Task objective: Pull every line containing the word "PartialEq" from the records.

Provided data:
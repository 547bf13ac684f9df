//! Thin binary harness around the library.
//!
//! Loads a TOML config, sets up logging and runs the Runner. No backend
//! wire protocols ship with the binary; a ClientSet built here carries
//! only transport settings, so templates that reach for Consul, Vault
//! or Nomad data require embedding the library with real clients.
//! File- and environment-driven templates run as-is.

use templar::{ClientSet, Error, Result, Runner, RunnerOptions, TemplarConfig};
use tracing::warn;
use tracing_subscriber::EnvFilter;

#[tokio::main(flavor = "multi_thread", worker_threads = 2)]
async fn main() -> Result<()> {
    let (config_path, options) = parse_args()?;
    let config = TemplarConfig::load(config_path.as_deref())?;

    init_tracing(config.log_level.as_deref());

    let clients = ClientSet::builder()
        .transport(config.consul.transport.clone())
        .build();
    warn!("(main) no backend clients wired; only file and env templates will resolve");

    let mut runner = Runner::new(config, clients, options).await?;
    runner.start().await
}

/// `templar [--once] [--dry] [config.toml]`. Anything fancier belongs
/// in an embedding binary.
fn parse_args() -> Result<(Option<String>, RunnerOptions)> {
    let mut config_path = None;
    let mut options = RunnerOptions::default();
    for arg in std::env::args().skip(1) {
        match arg.as_str() {
            "--once" | "-once" => options.once = true,
            "--dry" | "-dry" => options.dry = true,
            flag if flag.starts_with('-') => {
                return Err(Error::Fatal(format!("unknown flag {:?}", flag)));
            }
            path => {
                if config_path.replace(path.to_string()).is_some() {
                    return Err(Error::Fatal("multiple config paths given".to_string()));
                }
            }
        }
    }
    Ok((config_path, options))
}

fn init_tracing(level: Option<&str>) {
    let filter = match level {
        Some(level) => EnvFilter::new(level),
        None => EnvFilter::try_from_default_env().unwrap_or_else(|_| EnvFilter::new("info")),
    };
    tracing_subscriber::fmt().with_env_filter(filter).init();
}
use std::time::Duration;

use serde::Deserialize;

use crate::constants::{DEFAULT_COMMAND_TIMEOUT, DEFAULT_KILL_TIMEOUT};

/// Child-command settings, used both per-template and for the global
/// exec block.
#[derive(Debug, Deserialize, Clone, PartialEq)]
pub struct ExecConfig {
    pub command: Option<String>,

    #[serde(default = "default_enabled")]
    pub enabled: bool,

    #[serde(default)]
    pub env: EnvConfig,

    /// Signal sent to ask the child to stop. Force-kill follows after
    /// `kill_timeout`.
    pub kill_signal: Option<String>,

    #[serde(default = "default_kill_timeout_ms")]
    pub kill_timeout_ms: u64,

    /// Signal forwarded to a running child in lieu of a restart.
    pub reload_signal: Option<String>,

    /// Upper bound on the random pre-execution delay.
    #[serde(default)]
    pub splay_ms: u64,

    #[serde(default = "default_timeout_ms")]
    pub timeout_ms: u64,
}

impl Default for ExecConfig {
    fn default() -> Self {
        Self {
            command: None,
            enabled: default_enabled(),
            env: EnvConfig::default(),
            kill_signal: None,
            kill_timeout_ms: default_kill_timeout_ms(),
            reload_signal: None,
            splay_ms: 0,
            timeout_ms: default_timeout_ms(),
        }
    }
}

impl ExecConfig {
    pub fn splay(&self) -> Duration {
        Duration::from_millis(self.splay_ms)
    }

    pub fn timeout(&self) -> Duration {
        Duration::from_millis(self.timeout_ms)
    }

    pub fn kill_timeout(&self) -> Duration {
        Duration::from_millis(self.kill_timeout_ms)
    }

    /// Right-biased merge: fields set on `other` win.
    pub fn merge(mut self, other: &ExecConfig) -> Self {
        if other.command.is_some() {
            self.command = other.command.clone();
        }
        self.enabled = other.enabled;
        self.env = self.env.merge(&other.env);
        if other.kill_signal.is_some() {
            self.kill_signal = other.kill_signal.clone();
        }
        if other.kill_timeout_ms != default_kill_timeout_ms() {
            self.kill_timeout_ms = other.kill_timeout_ms;
        }
        if other.reload_signal.is_some() {
            self.reload_signal = other.reload_signal.clone();
        }
        if other.splay_ms != 0 {
            self.splay_ms = other.splay_ms;
        }
        if other.timeout_ms != default_timeout_ms() {
            self.timeout_ms = other.timeout_ms;
        }
        self
    }
}

/// Environment passed to child commands.
#[derive(Debug, Deserialize, Clone, Default, PartialEq)]
pub struct EnvConfig {
    /// Start from an empty environment instead of inheriting.
    #[serde(default)]
    pub pristine: bool,

    /// Explicit `KEY=VALUE` additions, applied last.
    #[serde(default)]
    pub custom: Vec<String>,

    /// Keep only matching keys (wildcards with `*`). Empty means all.
    #[serde(default)]
    pub allowlist: Vec<String>,

    /// Deprecated alias for `allowlist`; honored only when `allowlist`
    /// is empty.
    #[serde(default)]
    pub whitelist: Vec<String>,

    /// Drop matching keys (wildcards with `*`), applied after the
    /// allowlist.
    #[serde(default)]
    pub denylist: Vec<String>,

    /// Deprecated alias for `denylist`; honored only when `denylist`
    /// is empty.
    #[serde(default)]
    pub blacklist: Vec<String>,
}

impl EnvConfig {
    fn effective_allowlist(&self) -> &[String] {
        if !self.allowlist.is_empty() {
            &self.allowlist
        } else {
            &self.whitelist
        }
    }

    fn effective_denylist(&self) -> &[String] {
        if !self.denylist.is_empty() {
            &self.denylist
        } else {
            &self.blacklist
        }
    }

    pub fn merge(mut self, other: &EnvConfig) -> Self {
        self.pristine |= other.pristine;
        if !other.custom.is_empty() {
            self.custom = other.custom.clone();
        }
        if !other.allowlist.is_empty() {
            self.allowlist = other.allowlist.clone();
        }
        if !other.whitelist.is_empty() {
            self.whitelist = other.whitelist.clone();
        }
        if !other.denylist.is_empty() {
            self.denylist = other.denylist.clone();
        }
        if !other.blacklist.is_empty() {
            self.blacklist = other.blacklist.clone();
        }
        self
    }

    /// Builds the child environment from the parent's, applying
    /// pristine, allowlist, denylist and custom entries in that order.
    pub fn build(&self, parent: impl Iterator<Item = (String, String)>) -> Vec<(String, String)> {
        let mut env: Vec<(String, String)> = Vec::new();
        if !self.pristine {
            let allow = self.effective_allowlist();
            let deny = self.effective_denylist();
            for (key, value) in parent {
                if !allow.is_empty() && !allow.iter().any(|p| glob_match(p, &key)) {
                    continue;
                }
                if deny.iter().any(|p| glob_match(p, &key)) {
                    continue;
                }
                env.push((key, value));
            }
        }
        for entry in &self.custom {
            if let Some((key, value)) = entry.split_once('=') {
                env.retain(|(k, _)| k != key);
                env.push((key.to_string(), value.to_string()));
            }
        }
        env
    }
}

/// `*`-wildcard matching, anywhere in the pattern.
pub(crate) fn glob_match(pattern: &str, text: &str) -> bool {
    fn inner(p: &[u8], t: &[u8]) -> bool {
        match (p.first(), t.first()) {
            (None, None) => true,
            (Some(b'*'), _) => inner(&p[1..], t) || (!t.is_empty() && inner(p, &t[1..])),
            (Some(pc), Some(tc)) if pc == tc => inner(&p[1..], &t[1..]),
            _ => false,
        }
    }
    inner(pattern.as_bytes(), text.as_bytes())
}

fn default_enabled() -> bool {
    true
}
fn default_kill_timeout_ms() -> u64 {
    DEFAULT_KILL_TIMEOUT.as_millis() as u64
}
fn default_timeout_ms() -> u64 {
    DEFAULT_COMMAND_TIMEOUT.as_millis() as u64
}

#[cfg(test)]
mod exec_test {
    use super::*;

    fn parent() -> Vec<(String, String)> {
        vec![
            ("PATH".to_string(), "/usr/bin".to_string()),
            ("HOME".to_string(), "/home/u".to_string()),
            ("CONSUL_TOKEN".to_string(), "secret".to_string()),
        ]
    }

    #[test]
    fn test_pristine_drops_everything() {
        let env = EnvConfig {
            pristine: true,
            custom: vec!["FOO=bar".to_string()],
            ..Default::default()
        };
        let built = env.build(parent().into_iter());
        assert_eq!(built, vec![("FOO".to_string(), "bar".to_string())]);
    }

    #[test]
    fn test_allowlist_then_denylist() {
        let env = EnvConfig {
            allowlist: vec!["PATH".to_string(), "CONSUL_*".to_string()],
            denylist: vec!["CONSUL_TOKEN".to_string()],
            ..Default::default()
        };
        let built = env.build(parent().into_iter());
        assert_eq!(built, vec![("PATH".to_string(), "/usr/bin".to_string())]);
    }

    #[test]
    fn test_allowlist_wins_over_deprecated_whitelist() {
        let env = EnvConfig {
            allowlist: vec!["PATH".to_string()],
            whitelist: vec!["HOME".to_string()],
            ..Default::default()
        };
        let built = env.build(parent().into_iter());
        assert_eq!(built, vec![("PATH".to_string(), "/usr/bin".to_string())]);
    }

    #[test]
    fn test_deprecated_whitelist_honored_when_allowlist_empty() {
        let env = EnvConfig {
            whitelist: vec!["HOME".to_string()],
            ..Default::default()
        };
        let built = env.build(parent().into_iter());
        assert_eq!(built, vec![("HOME".to_string(), "/home/u".to_string())]);
    }

    #[test]
    fn test_custom_overrides_inherited() {
        let env = EnvConfig {
            custom: vec!["HOME=/tmp".to_string()],
            ..Default::default()
        };
        let built = env.build(parent().into_iter());
        assert!(built.contains(&("HOME".to_string(), "/tmp".to_string())));
        assert!(!built.contains(&("HOME".to_string(), "/home/u".to_string())));
    }

    #[test]
    fn test_glob_match() {
        assert!(glob_match("CONSUL_*", "CONSUL_TOKEN"));
        assert!(glob_match("*", "ANYTHING"));
        assert!(glob_match("*_TOKEN", "VAULT_TOKEN"));
        assert!(glob_match("A*B*C", "AxxByyC"));
        assert!(!glob_match("CONSUL_*", "VAULT_TOKEN"));
        assert!(!glob_match("", "X"));
    }
}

Task response:
#[derive(Debug, Deserialize, Clone, PartialEq)]
#[derive(Debug, Deserialize, Clone, Default, PartialEq)]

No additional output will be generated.